I hop out of bed, scrounge around in my open suitcase for a pair of sweats and last night’s sweater and pull them on. By the time I make it to the front door, she’s standing on the welcome mat with a crate of medical supplies and a hurry-up-and-let-me-in grin.

“Lordy me,” she says, “it’s colder than a witch’s tit in a brass bra out here.”

“You must be the hospice nurse.”

She doesn’t wait for an invitation, just barrels past. “In the flesh.”

And there’s plenty of it. Her curves have been stuffed into clothes that almost fit her, and her permed and pigmented hair has been teased to unnatural heights and sprayed into submission. Add to that shiny blue eye shadow, watermelon lips and eyebrows that look as though they’ve been drawn on with a brown magic marker. The woman is pure Appalachia in yellow-and-lilac nurse’s scrubs.

She thunks the crate onto the floor by the living room and takes a good look around. Her gaze lands on me, and she grins. “You must have had one wild night.”

“Oh! Um, no, I...I mean, we...”

Her laugh is more like a cackle. “Honey, it may have been a good spell ago, but I remember that look. Wild hair, even wilder eyes. Plus, your tank top’s on backward.”
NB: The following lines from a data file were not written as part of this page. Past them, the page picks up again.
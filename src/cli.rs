//! CLI argument definitions for smrp-session
//!
//! Global flags pick the config file, endpoint and session; each subcommand
//! drives one short-lived session.

use std::path::PathBuf;

use clap::{Args, Parser, Subcommand, ValueEnum};

use crate::state::ReconstructionMode;

/// Live reconstruction session client
#[derive(Parser, Debug)]
#[command(name = "smrp-session")]
#[command(about = "Client for the manuscript reconstruction session protocol")]
#[command(version)]
#[command(propagate_version = true)]
pub struct Cli {
    #[command(subcommand)]
    pub command: Command,

    /// Config file (defaults to <config dir>/smrp/session.toml)
    #[arg(long, global = true, value_name = "PATH")]
    pub config: Option<PathBuf>,

    /// WebSocket base URL, overrides the config file
    #[arg(long, global = true, env = "SMRP_WS_URL", value_name = "URL")]
    pub url: Option<String>,

    /// Session to join, overrides the config file
    #[arg(long, global = true, env = "SMRP_SESSION_ID", value_name = "ID")]
    pub session: Option<String>,

    /// Show debug logging
    #[arg(short, long, global = true)]
    pub verbose: bool,
}

#[derive(Subcommand, Debug)]
pub enum Command {
    /// Connect and log session events until Ctrl-C
    #[command(visible_alias = "w")]
    Watch(WatchArgs),

    /// Request a reconstruction and print the ranked candidates as JSON
    #[command(visible_alias = "r")]
    Reconstruct(ReconstructArgs),

    /// Ask the assistant a question and print the response
    Ask(AskArgs),

    /// Show or change configuration
    Config(ConfigArgs),
}

#[derive(Args, Debug)]
pub struct WatchArgs {
    /// Send this mask selection once connected
    #[arg(long = "mask", value_name = "ID")]
    pub masks: Vec<String>,
}

#[derive(Args, Debug)]
pub struct ReconstructArgs {
    /// Damaged regions to reconstruct
    #[arg(long = "mask", value_name = "ID", required = true)]
    pub masks: Vec<String>,

    /// Manuscript image the masks belong to
    #[arg(long, value_name = "ID")]
    pub image: Option<String>,

    #[arg(long, value_enum)]
    pub mode: Option<ModeArg>,

    /// Number of candidates to request
    #[arg(long, value_name = "N")]
    pub candidates: Option<u32>,

    #[arg(long, value_name = "T")]
    pub temperature: Option<f64>,

    /// Give up if the request has not finished after this long
    #[arg(long, default_value = "120", value_name = "SECS")]
    pub timeout_secs: u64,
}

#[derive(Args, Debug)]
pub struct AskArgs {
    /// The question
    pub query: String,

    /// JSON context sent along with the question
    #[arg(long, value_name = "JSON")]
    pub context: Option<String>,

    #[arg(long, default_value = "60", value_name = "SECS")]
    pub timeout_secs: u64,
}

#[derive(Args, Debug)]
pub struct ConfigArgs {
    #[command(subcommand)]
    pub action: Option<ConfigAction>,
}

#[derive(Subcommand, Debug)]
pub enum ConfigAction {
    /// Print the effective configuration as TOML
    Show,
    /// Print the config file path
    Path,
    /// Get one value, e.g. `defaults.mode`
    Get { key: String },
    /// Set one value and save
    Set { key: String, value: String },
    /// Reset to defaults and save
    Reset,
}

/// Reconstruction mode as a command-line value
#[derive(Debug, Clone, Copy, PartialEq, Eq, ValueEnum)]
pub enum ModeArg {
    Soft,
    Hard,
    Adaptive,
}

impl From<ModeArg> for ReconstructionMode {
    fn from(mode: ModeArg) -> Self {
        match mode {
            ModeArg::Soft => ReconstructionMode::Soft,
            ModeArg::Hard => ReconstructionMode::Hard,
            ModeArg::Adaptive => ReconstructionMode::Adaptive,
        }
    }
}
//! Client configuration
//!
//! Stored as TOML at `<config dir>/smrp/session.toml`. Every section and field
//! has a default, so a missing file or a partial file is fine.

use std::fs;
use std::path::{Path, PathBuf};

use serde::{Deserialize, Serialize};

use crate::error::{Result, SessionError};
use crate::session::{endpoint_for, ReconnectPolicy};
use crate::state::store::{DEFAULT_CONTEXT_HISTORY_LIMIT, DEFAULT_NOTIFICATION_LIMIT};
use crate::state::{ReconstructionMode, Settings, StoreLimits};

const LOG_LEVELS: &[&str] = &["error", "warn", "info", "debug", "trace"];

/// Main configuration structure
#[derive(Debug, Clone, PartialEq, Serialize, Deserialize, Default)]
pub struct ClientConfig {
    #[serde(default)]
    pub connection: ConnectionConfig,

    #[serde(default)]
    pub reconnect: ReconnectPolicy,

    #[serde(default)]
    pub store: StoreConfig,

    /// Reconstruction settings a new session starts with
    #[serde(default)]
    pub defaults: Settings,

    #[serde(default)]
    pub logging: LoggingConfig,
}

#[derive(Debug, Clone, PartialEq, Serialize, Deserialize)]
pub struct ConnectionConfig {
    #[serde(default = "default_base_url")]
    pub base_url: String,

    /// Session to join when none is given on the command line
    #[serde(default, skip_serializing_if = "Option::is_none")]
    pub session_id: Option<String>,
}

fn default_base_url() -> String {
    "ws://localhost:8000/ws".to_string()
}

impl Default for ConnectionConfig {
    fn default() -> Self {
        Self {
            base_url: default_base_url(),
            session_id: None,
        }
    }
}

#[derive(Debug, Clone, PartialEq, Serialize, Deserialize)]
pub struct StoreConfig {
    #[serde(default = "default_context_history_limit")]
    pub context_history_limit: usize,

    #[serde(default = "default_notification_limit")]
    pub notification_limit: usize,
}

fn default_context_history_limit() -> usize {
    DEFAULT_CONTEXT_HISTORY_LIMIT
}

fn default_notification_limit() -> usize {
    DEFAULT_NOTIFICATION_LIMIT
}

impl Default for StoreConfig {
    fn default() -> Self {
        Self {
            context_history_limit: default_context_history_limit(),
            notification_limit: default_notification_limit(),
        }
    }
}

impl StoreConfig {
    pub fn limits(&self) -> StoreLimits {
        StoreLimits {
            context_history: self.context_history_limit,
            notifications: self.notification_limit,
        }
    }
}

#[derive(Debug, Clone, PartialEq, Serialize, Deserialize)]
pub struct LoggingConfig {
    #[serde(default = "default_log_level")]
    pub level: String,
}

fn default_log_level() -> String {
    "info".to_string()
}

impl Default for LoggingConfig {
    fn default() -> Self {
        Self {
            level: default_log_level(),
        }
    }
}

impl ClientConfig {
    /// Default config file location
    pub fn default_path() -> Option<PathBuf> {
        dirs::config_dir().map(|dir| dir.join("smrp").join("session.toml"))
    }

    /// Load configuration from the default path
    pub fn load() -> Result<Self> {
        match Self::default_path() {
            Some(path) => Self::load_from(&path),
            None => Ok(Self::default()),
        }
    }

    /// Load configuration from a specific path; a missing file yields defaults
    pub fn load_from(path: &Path) -> Result<Self> {
        if !path.exists() {
            return Ok(Self::default());
        }

        let content = fs::read_to_string(path).map_err(|e| SessionError::IoError {
            path: path.to_path_buf(),
            message: e.to_string(),
        })?;

        let config: Self = toml::from_str(&content).map_err(|e| SessionError::ConfigError {
            message: format!("Failed to parse config: {}", e),
        })?;
        config.validate()?;
        Ok(config)
    }

    /// Save configuration to the default path
    pub fn save(&self) -> Result<()> {
        let path = Self::default_path().ok_or_else(|| SessionError::ConfigError {
            message: "No config directory on this platform".to_string(),
        })?;
        self.save_to(&path)
    }

    /// Save configuration to a specific path
    pub fn save_to(&self, path: &Path) -> Result<()> {
        if let Some(parent) = path.parent() {
            fs::create_dir_all(parent).map_err(|e| SessionError::IoError {
                path: parent.to_path_buf(),
                message: e.to_string(),
            })?;
        }

        let content = self.to_toml()?;

        // Atomic write
        let temp_path = path.with_extension("tmp");
        fs::write(&temp_path, &content).map_err(|e| SessionError::IoError {
            path: temp_path.clone(),
            message: e.to_string(),
        })?;
        fs::rename(&temp_path, path).map_err(|e| SessionError::IoError {
            path: path.to_path_buf(),
            message: e.to_string(),
        })?;

        Ok(())
    }

    pub fn to_toml(&self) -> Result<String> {
        toml::to_string_pretty(self).map_err(|e| SessionError::ConfigError {
            message: format!("Failed to serialize config: {}", e),
        })
    }

    pub fn validate(&self) -> Result<()> {
        endpoint_for(&self.connection.base_url, None)?;
        self.reconnect.validate()?;
        self.defaults.validate()?;
        if self.store.context_history_limit == 0 {
            return Err(SessionError::ConfigError {
                message: "store.context_history_limit must be at least 1".to_string(),
            });
        }
        if !LOG_LEVELS.contains(&self.logging.level.as_str()) {
            return Err(SessionError::ConfigError {
                message: format!(
                    "Invalid log level: {}. Must be one of: {}",
                    self.logging.level,
                    LOG_LEVELS.join(", ")
                ),
            });
        }
        Ok(())
    }

    /// Get a configuration value by key path (e.g., "connection.base_url")
    pub fn get(&self, key: &str) -> Option<String> {
        let parts: Vec<&str> = key.split('.').collect();
        match parts.as_slice() {
            ["connection", "base_url"] => Some(self.connection.base_url.clone()),
            ["connection", "session_id"] => self.connection.session_id.clone(),
            ["reconnect", "delay_ms"] => Some(self.reconnect.delay_ms.to_string()),
            ["reconnect", "max_attempts"] => Some(self.reconnect.max_attempts.to_string()),
            ["defaults", "mode"] => Some(self.defaults.mode.to_string()),
            ["defaults", "candidate_count"] => Some(self.defaults.candidate_count.to_string()),
            ["defaults", "temperature"] => Some(self.defaults.temperature.to_string()),
            ["logging", "level"] => Some(self.logging.level.clone()),
            _ => None,
        }
    }

    /// Set a configuration value by key path; the result must validate
    pub fn set(&mut self, key: &str, value: &str) -> Result<()> {
        let mut next = self.clone();
        let parts: Vec<&str> = key.split('.').collect();
        match parts.as_slice() {
            ["connection", "base_url"] => next.connection.base_url = value.to_string(),
            ["connection", "session_id"] => {
                next.connection.session_id = Some(value.to_string()).filter(|s| !s.is_empty());
            }
            ["reconnect", "delay_ms"] => next.reconnect.delay_ms = parse_value(key, value)?,
            ["reconnect", "max_attempts"] => {
                next.reconnect.max_attempts = parse_value(key, value)?
            }
            ["defaults", "mode"] => {
                next.defaults.mode = match value {
                    "soft" => ReconstructionMode::Soft,
                    "hard" => ReconstructionMode::Hard,
                    "adaptive" => ReconstructionMode::Adaptive,
                    other => {
                        return Err(SessionError::ConfigError {
                            message: format!(
                                "Invalid mode: {}. Must be one of: soft, hard, adaptive",
                                other
                            ),
                        })
                    }
                }
            }
            ["defaults", "candidate_count"] => {
                next.defaults.candidate_count = parse_value(key, value)?
            }
            ["defaults", "temperature"] => next.defaults.temperature = parse_value(key, value)?,
            ["logging", "level"] => next.logging.level = value.to_string(),
            _ => {
                return Err(SessionError::ConfigError {
                    message: format!("Unknown configuration key: {}", key),
                });
            }
        }
        next.validate()?;
        *self = next;
        Ok(())
    }
}

fn parse_value<T: std::str::FromStr>(key: &str, value: &str) -> Result<T> {
    value.parse().map_err(|_| SessionError::ConfigError {
        message: format!("Invalid value for {}: {}", key, value),
    })
}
Yeesh. I wrap the sweater tight across my chest and thrust out a hand. “Gia Andrews.”

“Fannie Miles.” She waddles off as if the house is her own. “Sweet holy Jesus, I need a cup of coffee.”

In the kitchen, Fannie gets the pot going with practiced efficiency. She digs around in the cabinets until she finds two mugs, then motions for me to follow her back into the living room.

“I’m gonna have to do some rearranging in here,” she says, taking in the hospital bed pushed to the corner. “You don’t mind, do you?”